What Birds are Really Saying

"They are the spirits, the low spirits and melancholy forebodings, of fallen souls that once in human shape night-walked the earth and did the deeds of darkness, now expiating their sins with their wailing hymns or threnodies in the scenery of their transgressions."

--Henry David Thoreau, Walden; or, Life in the Woods (81)

Sunday, February 15, 2009

Stella and the Q-Ts

That would be a terrific band name (why have we not started girl band?)! Here is Stella who we have had for 4 days, and she has already completely weasled her way into our hearts. She will be three months old tomorrow!

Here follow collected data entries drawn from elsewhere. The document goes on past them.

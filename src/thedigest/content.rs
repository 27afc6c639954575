//! Static copy shown across the site.
//!
//! Headings and prose that belong to a single page live in that page's template.
//! Anything listed, counted or reused sits here so the templates can loop over it.

use serde::Serialize;

pub const SITE_NAME: &str = "The Digest";
pub const TAGLINE: &str = "A weekly newsletter bringing you curated insights, trends, and actionable tips. Join thousands of readers who trust us for quality content.";
pub const COPYRIGHT: &str = "© 2024 The Digest. All rights reserved.";

pub const CONTACT_EMAIL: &str = "hello@thedigest.com";
pub const RESPONSE_TIME: &str = "Within 24 hours";
pub const LEGAL_UPDATED: &str = "January 2024";

#[derive(Debug, Clone, Copy, Serialize)]
pub struct Feature {
    pub title: &'static str,
    pub description: &'static str,
}

#[derive(Debug, Clone, Copy, Serialize)]
pub struct Testimonial {
    pub name: &'static str,
    pub role: &'static str,
    pub content: &'static str,
    pub rating: u8,
}

#[derive(Debug, Clone, Copy, Serialize)]
pub struct Stat {
    pub value: &'static str,
    pub label: &'static str,
}

#[derive(Debug, Clone, Copy, Serialize)]
pub struct TeamMember {
    pub initials: &'static str,
    pub name: &'static str,
    pub role: &'static str,
    pub bio: &'static str,
}

#[derive(Debug, Clone, Copy, Serialize)]
pub struct FaqEntry {
    pub question: &'static str,
    pub answer: &'static str,
}

/// A heading with one paragraph, used by the legal pages and sample content.
#[derive(Debug, Clone, Copy, Serialize)]
pub struct Section {
    pub heading: &'static str,
    pub body: &'static str,
}

pub const HOME_FEATURES: &[Feature] = &[
    Feature {
        title: "Weekly Delivery",
        description: "Every Tuesday morning, straight to your inbox",
    },
    Feature {
        title: "Curated Content",
        description: "Hand-picked insights from industry leaders",
    },
    Feature {
        title: "Actionable Tips",
        description: "Practical advice you can implement immediately",
    },
];

pub const TESTIMONIALS: &[Testimonial] = &[
    Testimonial {
        name: "Sarah Johnson",
        role: "Marketing Director",
        content: "The insights I get from this newsletter have been game-changing for our marketing strategy. Highly recommended!",
        rating: 5,
    },
    Testimonial {
        name: "Michael Chen",
        role: "Entrepreneur",
        content: "Concise, actionable, and always relevant. This is the only newsletter I actually look forward to reading.",
        rating: 5,
    },
    Testimonial {
        name: "Emma Rodriguez",
        role: "Product Manager",
        content: "The weekly trends and analysis help me stay ahead of the curve. Worth every minute of reading time.",
        rating: 5,
    },
];

pub const HOME_STATS: &[Stat] = &[
    Stat {
        value: "5K+",
        label: "Subscribers",
    },
    Stat {
        value: "95%",
        label: "Open Rate",
    },
    Stat {
        value: "52",
        label: "Issues Sent",
    },
];

pub const ARCHIVE_STATS: &[Stat] = &[
    Stat {
        value: "52",
        label: "Total Issues",
    },
    Stat {
        value: "1+",
        label: "Years Active",
    },
    Stat {
        value: "5K+",
        label: "Subscribers",
    },
    Stat {
        value: "95%",
        label: "Open Rate",
    },
];

pub const ABOUT_STORY: &[&str] = &[
    "The Digest was born out of frustration. In a world overflowing with information, finding truly valuable insights felt like searching for a needle in a haystack. We were spending hours scrolling through countless articles, reports, and updates, only to find a few gems worth our time.",
    "So we decided to do something about it. We created The Digest as a solution for busy professionals who want to stay informed but don't have time to sift through the noise. Every Tuesday, we deliver a carefully curated collection of insights, trends, and actionable advice that actually matters.",
    "What started as a simple email to friends has grown into a community of over 5,000 professionals who trust us to help them stay ahead of the curve.",
];

pub const ABOUT_VALUES: &[Feature] = &[
    Feature {
        title: "Quality First",
        description: "We believe in depth over breadth. Every piece of content is carefully researched and verified.",
    },
    Feature {
        title: "Actionable Insights",
        description: "Our goal isn't just to inform, but to provide practical advice you can implement immediately.",
    },
    Feature {
        title: "Respect Your Time",
        description: "We know you're busy. Our content is concise, well-structured, and easy to digest.",
    },
];

pub const WEEKLY_FORMAT: &[&str] = &[
    "Delivered every Tuesday at 8 AM EST",
    "5-7 minute read time",
    "Mobile-friendly format",
    "Archive access for all past issues",
];

pub const CONTENT_FOCUS: &[&str] = &[
    "Industry trends and analysis",
    "Professional development tips",
    "Technology and innovation insights",
    "Leadership and management advice",
];

pub const TEAM: &[TeamMember] = &[
    TeamMember {
        initials: "AJ",
        name: "Alex Johnson",
        role: "Founder & Editor",
        bio: "Former strategy consultant with 10+ years of experience in business analysis and trend identification. Passionate about making complex topics accessible.",
    },
    TeamMember {
        initials: "SM",
        name: "Sarah Mitchell",
        role: "Research Lead",
        bio: "Data scientist turned content curator with a keen eye for emerging trends. Ensures every insight is backed by solid research and real-world relevance.",
    },
];

pub const SUBSCRIBE_BENEFITS: &[Feature] = &[
    Feature {
        title: "Weekly Delivery",
        description: "Every Tuesday at 8 AM EST",
    },
    Feature {
        title: "Join 5,000+ Professionals",
        description: "Be part of our growing community",
    },
    Feature {
        title: "Privacy Protected",
        description: "We never share your email",
    },
    Feature {
        title: "Highly Rated",
        description: "95% open rate, loved by readers",
    },
];

pub const SAMPLE_CONTENT: &[Section] = &[
    Section {
        heading: "This Week's Insights",
        body: "The rise of AI in customer service: 3 key trends every business leader should know",
    },
    Section {
        heading: "Actionable Tip",
        body: "How to run effective 15-minute daily standups that actually improve productivity",
    },
    Section {
        heading: "Resource of the Week",
        body: "A curated tool that's helping teams collaborate 40% more effectively",
    },
];

pub const SUBSCRIBE_QUOTE: Testimonial = Testimonial {
    name: "Sarah K.",
    role: "Product Manager",
    content: "The best newsletter I've subscribed to. Consistently valuable content that I actually use.",
    rating: 5,
};

pub const FAQS: &[FaqEntry] = &[
    FaqEntry {
        question: "How often is The Digest sent?",
        answer: "The Digest is delivered every Tuesday morning at 8 AM EST. We maintain a consistent schedule so you can plan your week around our insights.",
    },
    FaqEntry {
        question: "Can I unsubscribe at any time?",
        answer: "Absolutely! You can unsubscribe at any time by clicking the unsubscribe link at the bottom of any email, or by contacting us directly. No questions asked.",
    },
    FaqEntry {
        question: "Will my email be shared with third parties?",
        answer: "Never. We respect your privacy and will never share, sell, or rent your email address to anyone. Your information is safe with us.",
    },
    FaqEntry {
        question: "Is The Digest free?",
        answer: "Yes, The Digest is completely free. We believe in providing value to our community without barriers.",
    },
    FaqEntry {
        question: "How long does it take to read each issue?",
        answer: "Each issue is designed to be read in 5-7 minutes. We respect your time and focus on delivering concise, actionable content.",
    },
    FaqEntry {
        question: "Can I access past issues?",
        answer: "Yes! All subscribers have access to our complete archive of past issues. Simply sign in to your account to browse our collection.",
    },
];

pub const ACCOUNT_BENEFITS: &[&str] = &[
    "Access to all past newsletter issues",
    "Personalized reading preferences",
    "Download issues for offline reading",
    "Early access to special content",
];

pub const PRIVACY: &[Section] = &[
    Section {
        heading: "Information We Collect",
        body: "We collect your email address and optional first name when you subscribe to our newsletter.",
    },
    Section {
        heading: "How We Use Your Information",
        body: "We use your information solely to deliver our newsletter and improve our content.",
    },
    Section {
        heading: "Data Protection",
        body: "Your data is secure and we never share it with third parties.",
    },
];

pub const TERMS: &[Section] = &[
    Section {
        heading: "Acceptance of Terms",
        body: "By subscribing to The Digest, you agree to these terms.",
    },
    Section {
        heading: "Use of Service",
        body: "Our newsletter is provided for informational purposes only.",
    },
];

Thursday, February 12, 2009

Shake it Like a Polaroid Picture

Here are the pictures from my first digital photography project. Two had to be obviously digitally manipulated and three could not be obviously manipulated. The assignment was self-portraiture. Enjoy!
























Sunday, February 8, 2009

Goals and Drinks

I want to do something spectacular with my life. I have no idea what it's going to be or how I'm going to accomplish this goal.

Of course, I want all of the traditional things like a career that I love, a family, a nice house/car/things, to travel the world, etc. I feel something tugging at me though, and I can't quite put my finger on it.

Hmm...

In other news, my aunt wrote on my fb wall last night:

Hey this might be your cutest pic ever. :) Except maybe one I have of you when you're two and you have the big Shirley Temple glass w/your name on it...should I keep typing? :) Or maybe I'll just go look for the pic to send you.

At the time, I had just finished a tasty rum/cranberry juice/7up mixture and was feeling the buzz.

...at least that drink was pink-ish too...hehe

Wednesday, February 4, 2009

With the stars up above in your eyes


My Moon Profile:

On the day you were born, the Moon was in Sagittarius. The urge to roam and to explore the world is a strong emotional need of yours, and unless it is fulfilled, you will be very unsatisfied. You have a very gregarious, fiery Moon, and your emotions are not tepid or wishy-washy by any means. You love to show your feelings, and you are not shy about advertising how you feel about anything, be it politics, religion, philosophy, or sports.

I don't really put much stock into these things, but they are kind of interesting to read.